**Data for processing:**
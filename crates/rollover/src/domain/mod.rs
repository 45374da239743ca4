//! Domain types for the sprint rollover workflow.
//!
//! The persisted shapes ([`CycleRecord`], [`HistoryEntry`]) serialize with
//! camelCase keys so exported blobs stay readable by every version.

mod board;
mod milestone;

pub use board::{is_done_like, DoneBoardMatcher, DEFAULT_DONE_KEYWORDS};
pub use milestone::{MilestoneName, MilestoneWindow, WEEKS_PER_YEAR};

use chrono::{DateTime, NaiveDate, Utc};
use serde::{Deserialize, Serialize};
use std::collections::BTreeMap;
use std::fmt;

/// Opaque identifier of one cycle, assigned when the cycle is ended.
#[derive(Debug, Clone, PartialEq, Eq, Hash, PartialOrd, Ord, Serialize, Deserialize)]
#[serde(transparent)]
pub struct CycleId(pub String);

impl CycleId {
    /// Create a new cycle ID
    pub fn new(id: impl Into<String>) -> Self {
        Self(id.into())
    }

    /// Borrow the raw identifier.
    pub fn as_str(&self) -> &str {
        &self.0
    }
}

impl fmt::Display for CycleId {
    fn fmt(&self, f: &mut fmt::Formatter<'_>) -> fmt::Result {
        write!(f, "{}", self.0)
    }
}

impl From<String> for CycleId {
    fn from(s: String) -> Self {
        Self(s)
    }
}

impl From<&str> for CycleId {
    fn from(s: &str) -> Self {
        Self(s.to_string())
    }
}

/// Per-contributor ticket and hour totals.
#[derive(Debug, Clone, Default, PartialEq, Serialize, Deserialize)]
#[serde(rename_all = "camelCase")]
pub struct UserPerformance {
    /// Tickets assigned to the contributor
    #[serde(default)]
    pub total_tickets: u32,

    /// Of those, tickets closed
    #[serde(default)]
    pub closed_tickets: u32,

    /// Estimated hours across all assigned tickets
    #[serde(default)]
    pub total_hours: f64,

    /// Estimated hours across closed tickets
    #[serde(default)]
    pub closed_hours: f64,
}

/// A ticket closed during the cycle.
#[derive(Debug, Clone, PartialEq, Eq, Serialize, Deserialize)]
#[serde(rename_all = "camelCase")]
pub struct ClosedTicket {
    /// Issue number on the board
    pub id: u64,

    /// Issue title
    pub title: String,

    /// Whether the issue still carries a needs-merge label
    #[serde(default)]
    pub has_needs_merge_label: bool,
}

/// The milestone created for the next cycle.
#[derive(Debug, Clone, PartialEq, Eq, Serialize, Deserialize)]
#[serde(rename_all = "camelCase")]
pub struct NewMilestone {
    /// Identifier assigned by the milestone service
    pub id: String,

    /// Milestone title as displayed on the board
    pub display_name: String,

    /// First day of the sprint
    pub start_date: NaiveDate,

    /// Last day of the sprint window
    pub end_date: NaiveDate,

    /// Web URL of the milestone
    pub external_ref: String,
}

/// What the milestone service reported after closing the old milestone.
#[derive(Debug, Clone, PartialEq, Eq, Serialize, Deserialize)]
#[serde(rename_all = "camelCase")]
pub struct OldMilestoneInfo {
    /// Title of the closed milestone
    pub title: String,

    /// Web URL of the closed milestone
    pub web_url: String,

    /// When the milestone was closed
    pub closed_at: DateTime<Utc>,
}

/// Per-contributor, per-board hour breakdown, carried into history unchanged.
pub type UserDistributions = BTreeMap<String, BTreeMap<String, f64>>;

/// Completion flags of a cycle.
///
/// The flags form a chain: each one implies all flags before it.
#[derive(Debug, Clone, Copy, PartialEq, Eq, Hash, PartialOrd, Ord)]
pub enum CycleFlag {
    /// Step 1 has run
    Ended,
    /// Step 2 has run and the cycle was archived
    PreparedForNext,
    /// Step 5 has created the next milestone
    NewMilestoneCreated,
    /// Step 6 has migrated the surviving issues
    SurvivorsSet,
    /// Step 7 has closed the old milestone
    OldMilestoneClosed,
}

impl CycleFlag {
    /// All flags, in implication order.
    pub const CHAIN: [CycleFlag; 5] = [
        CycleFlag::Ended,
        CycleFlag::PreparedForNext,
        CycleFlag::NewMilestoneCreated,
        CycleFlag::SurvivorsSet,
        CycleFlag::OldMilestoneClosed,
    ];

    /// The flag this one implies, if any.
    pub fn predecessor(self) -> Option<CycleFlag> {
        match self {
            CycleFlag::Ended => None,
            CycleFlag::PreparedForNext => Some(CycleFlag::Ended),
            CycleFlag::NewMilestoneCreated => Some(CycleFlag::PreparedForNext),
            CycleFlag::SurvivorsSet => Some(CycleFlag::NewMilestoneCreated),
            CycleFlag::OldMilestoneClosed => Some(CycleFlag::SurvivorsSet),
        }
    }
}

/// The one live, in-progress cycle.
#[derive(Debug, Clone, Default, PartialEq, Serialize, Deserialize)]
#[serde(rename_all = "camelCase")]
pub struct CycleRecord {
    /// Assigned when the cycle is ended; absent before that
    #[serde(default, skip_serializing_if = "Option::is_none")]
    pub id: Option<CycleId>,

    /// The sprint milestone this cycle is closing out
    #[serde(default)]
    pub milestone_name: Option<String>,

    /// Step 1 done
    #[serde(default)]
    pub ended: bool,

    /// Step 2 done
    #[serde(default)]
    pub prepared_for_next: bool,

    /// Step 5 done
    #[serde(default)]
    pub new_milestone_created: bool,

    /// Step 6 done
    #[serde(default)]
    pub survivors_set: bool,

    /// Step 7 done
    #[serde(default)]
    pub old_milestone_closed: bool,

    /// Tickets on the board at cycle end
    #[serde(default)]
    pub total_tickets: u32,

    /// Tickets closed during the cycle
    #[serde(default)]
    pub closed_tickets: u32,

    /// Estimated hours on the board at cycle end
    #[serde(default)]
    pub total_hours: f64,

    /// Estimated hours closed during the cycle
    #[serde(default)]
    pub closed_hours: f64,

    /// Hours that left the board between ending and preparing
    #[serde(default)]
    pub extra_hours_closed: f64,

    /// Per-contributor totals
    #[serde(default)]
    pub user_performance: BTreeMap<String, UserPerformance>,

    /// Tickets closed during the cycle, in board order
    #[serde(default)]
    pub closed_tickets_list: Vec<ClosedTicket>,

    /// The milestone created by step 5
    #[serde(default)]
    pub new_milestone: Option<NewMilestone>,

    /// Title of the milestone step 7 closes
    #[serde(default)]
    pub milestone_to_close: Option<String>,

    /// Result of closing the old milestone
    #[serde(default)]
    pub old_milestone_info: Option<OldMilestoneInfo>,

    /// When the cycle was ended
    #[serde(default)]
    pub timestamp: Option<DateTime<Utc>>,

    /// When the cycle was archived
    #[serde(default)]
    pub completed_at: Option<DateTime<Utc>>,
}

impl CycleRecord {
    /// A fresh record with all flags false, seeded only with a milestone name.
    pub fn fresh(milestone_name: Option<String>) -> Self {
        Self {
            milestone_name,
            ..Self::default()
        }
    }

    /// Whether the given flag is set.
    pub fn is_set(&self, flag: CycleFlag) -> bool {
        match flag {
            CycleFlag::Ended => self.ended,
            CycleFlag::PreparedForNext => self.prepared_for_next,
            CycleFlag::NewMilestoneCreated => self.new_milestone_created,
            CycleFlag::SurvivorsSet => self.survivors_set,
            CycleFlag::OldMilestoneClosed => self.old_milestone_closed,
        }
    }

    /// Set a flag together with every flag it implies.
    ///
    /// Flags are only ever raised here, never lowered.
    pub fn raise(&mut self, flag: CycleFlag) {
        let mut current = Some(flag);
        while let Some(flag) = current {
            match flag {
                CycleFlag::Ended => self.ended = true,
                CycleFlag::PreparedForNext => self.prepared_for_next = true,
                CycleFlag::NewMilestoneCreated => self.new_milestone_created = true,
                CycleFlag::SurvivorsSet => self.survivors_set = true,
                CycleFlag::OldMilestoneClosed => self.old_milestone_closed = true,
            }
            current = flag.predecessor();
        }
    }

    /// Whether every set flag has its predecessor set.
    pub fn flags_consistent(&self) -> bool {
        CycleFlag::CHAIN.iter().all(|&flag| {
            !self.is_set(flag) || flag.predecessor().is_none_or(|prev| self.is_set(prev))
        })
    }

    /// Populate metrics from a board snapshot (step 1).
    pub fn apply_snapshot(&mut self, snapshot: &BoardSnapshot) {
        self.total_tickets = snapshot.total_tickets;
        self.closed_tickets = u32::try_from(snapshot.closed_tickets_list.len()).unwrap_or(u32::MAX);
        self.total_hours = snapshot.total_hours;
        self.closed_hours = snapshot.closed_hours;
        self.extra_hours_closed = 0.0;
        self.user_performance = snapshot.user_performance.clone();
        self.closed_tickets_list = snapshot.closed_tickets_list.clone();
    }

    /// Overwrite the five metric fields and repair the flags they imply.
    ///
    /// `total_tickets > 0` raises `ended`; `extra_hours_closed > 0` raises
    /// `survivors_set` (and, through the chain, its predecessors). Flags are
    /// never lowered.
    ///
    /// Raising `survivors_set` this way also raises `new_milestone_created`
    /// without a `new_milestone`. Step 7 cannot close such a cycle; it
    /// reports [`MissingData::NoNewMilestone`](crate::error::MissingData)
    /// until the cycle is reset.
    pub fn apply_edit(&mut self, edit: &MetricsEdit) {
        edit.write_to(self);
        if self.total_tickets > 0 {
            self.raise(CycleFlag::Ended);
        }
        if self.extra_hours_closed > 0.0 {
            self.raise(CycleFlag::SurvivorsSet);
        }
    }
}

/// An immutable snapshot of a cycle record at archive time.
#[derive(Debug, Clone, PartialEq, Serialize, Deserialize)]
#[serde(rename_all = "camelCase")]
pub struct HistoryEntry {
    /// The archived record
    #[serde(flatten)]
    pub record: CycleRecord,

    /// Hour breakdown captured alongside the archive
    #[serde(default, skip_serializing_if = "Option::is_none")]
    pub user_distributions: Option<UserDistributions>,
}

impl HistoryEntry {
    /// Freeze a record into a history entry.
    pub fn new(record: CycleRecord, user_distributions: Option<UserDistributions>) -> Self {
        Self {
            record,
            user_distributions,
        }
    }

    /// The archived cycle's id, if it had one.
    pub fn id(&self) -> Option<&CycleId> {
        self.record.id.as_ref()
    }

    /// Sort key for display: `timestamp`, falling back to `completedAt`.
    pub fn recency(&self) -> Option<DateTime<Utc>> {
        self.record.timestamp.or(self.record.completed_at)
    }
}

/// The five user-editable metric fields.
#[derive(Debug, Clone, Copy, Default, PartialEq)]
pub struct MetricsEdit {
    /// Tickets on the board
    pub total_tickets: u32,
    /// Tickets closed
    pub closed_tickets: u32,
    /// Hours on the board
    pub total_hours: f64,
    /// Hours closed
    pub closed_hours: f64,
    /// Hours that left the board after ending
    pub extra_hours_closed: f64,
}

impl MetricsEdit {
    /// Check that the hour fields are finite and non-negative.
    ///
    /// # Errors
    ///
    /// Returns a description of the first offending field.
    pub fn validate(&self) -> std::result::Result<(), String> {
        for (name, value) in [
            ("totalHours", self.total_hours),
            ("closedHours", self.closed_hours),
            ("extraHoursClosed", self.extra_hours_closed),
        ] {
            if !value.is_finite() {
                return Err(format!("{name} must be a finite number"));
            }
            if value < 0.0 {
                return Err(format!("{name} cannot be negative (got {value})"));
            }
        }
        Ok(())
    }

    /// Copy the edited values into a record without touching flags.
    pub fn write_to(&self, record: &mut CycleRecord) {
        record.total_tickets = self.total_tickets;
        record.closed_tickets = self.closed_tickets;
        record.total_hours = self.total_hours;
        record.closed_hours = self.closed_hours;
        record.extra_hours_closed = self.extra_hours_closed;
    }
}

/// Point-in-time read of board metrics.
///
/// Providers degrade to zeros and empty collections when the board is not
/// fully loaded, so `Default` is a valid snapshot.
#[derive(Debug, Clone, Default, PartialEq, Serialize, Deserialize)]
#[serde(rename_all = "camelCase")]
pub struct BoardSnapshot {
    /// Tickets on the board
    #[serde(default)]
    pub total_tickets: u32,

    /// Estimated hours on the board
    #[serde(default)]
    pub total_hours: f64,

    /// Estimated hours on done-like boards
    #[serde(default)]
    pub closed_hours: f64,

    /// Tickets on done-like boards
    #[serde(default)]
    pub closed_tickets_list: Vec<ClosedTicket>,

    /// Per-contributor totals
    #[serde(default)]
    pub user_performance: BTreeMap<String, UserPerformance>,

    /// The milestone the board is filtered to, if any
    #[serde(default)]
    pub current_milestone_name: Option<String>,

    /// Per-contributor, per-board hours
    #[serde(default)]
    pub user_distributions: Option<UserDistributions>,
}

impl BoardSnapshot {
    /// The detected milestone, ignoring blank names.
    pub fn detected_milestone(&self) -> Option<&str> {
        self.current_milestone_name
            .as_deref()
            .map(str::trim)
            .filter(|name| !name.is_empty())
    }
}

/// An issue on the board, with the name of the board list it sits on.
#[derive(Debug, Clone, PartialEq, Eq, Serialize, Deserialize)]
#[serde(rename_all = "camelCase")]
pub struct BoardIssue {
    /// Issue number
    pub id: u64,

    /// Issue title
    pub title: String,

    /// Name of the board list holding the issue
    pub board: String,
}

/// The user-invocable steps of a cycle.
#[derive(Debug, Clone, Copy, PartialEq, Eq, Hash, PartialOrd, Ord, Serialize, Deserialize)]
#[serde(rename_all = "kebab-case")]
pub enum Step {
    /// 1: capture the final metrics of the sprint
    EndCycle,
    /// 2: measure hours that left the board and archive the cycle
    PrepareNext,
    /// 3: export the metric summary
    CopySummary,
    /// 4: export the closed ticket names
    CopyClosedNames,
    /// 5: create the next sprint milestone
    CreateMilestone,
    /// 6: move unfinished issues to the new milestone
    SetSurvivors,
    /// 7: close the old milestone and start the next cycle
    CloseOldMilestone,
}

impl Step {
    /// All steps in workflow order.
    pub const ALL: [Step; 7] = [
        Step::EndCycle,
        Step::PrepareNext,
        Step::CopySummary,
        Step::CopyClosedNames,
        Step::CreateMilestone,
        Step::SetSurvivors,
        Step::CloseOldMilestone,
    ];

    /// 1-based position in the workflow.
    pub fn number(self) -> u8 {
        match self {
            Step::EndCycle => 1,
            Step::PrepareNext => 2,
            Step::CopySummary => 3,
            Step::CopyClosedNames => 4,
            Step::CreateMilestone => 5,
            Step::SetSurvivors => 6,
            Step::CloseOldMilestone => 7,
        }
    }

    /// Short human-readable name.
    pub fn label(self) -> &'static str {
        match self {
            Step::EndCycle => "end cycle",
            Step::PrepareNext => "prepare next",
            Step::CopySummary => "copy summary",
            Step::CopyClosedNames => "copy closed names",
            Step::CreateMilestone => "create milestone",
            Step::SetSurvivors => "set survivors",
            Step::CloseOldMilestone => "close old milestone",
        }
    }
}

impl fmt::Display for Step {
    fn fmt(&self, f: &mut fmt::Formatter<'_>) -> fmt::Result {
        write!(f, "step {} ({})", self.number(), self.label())
    }
}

**Exercise aim:**
Within the lines above, find those holding the word "CopyClosedNames" and copy them.

**Task response:**
    CopyClosedNames,
        Step::CopyClosedNames,
            Step::CopyClosedNames => 4,
            Step::CopyClosedNames => "copy closed names",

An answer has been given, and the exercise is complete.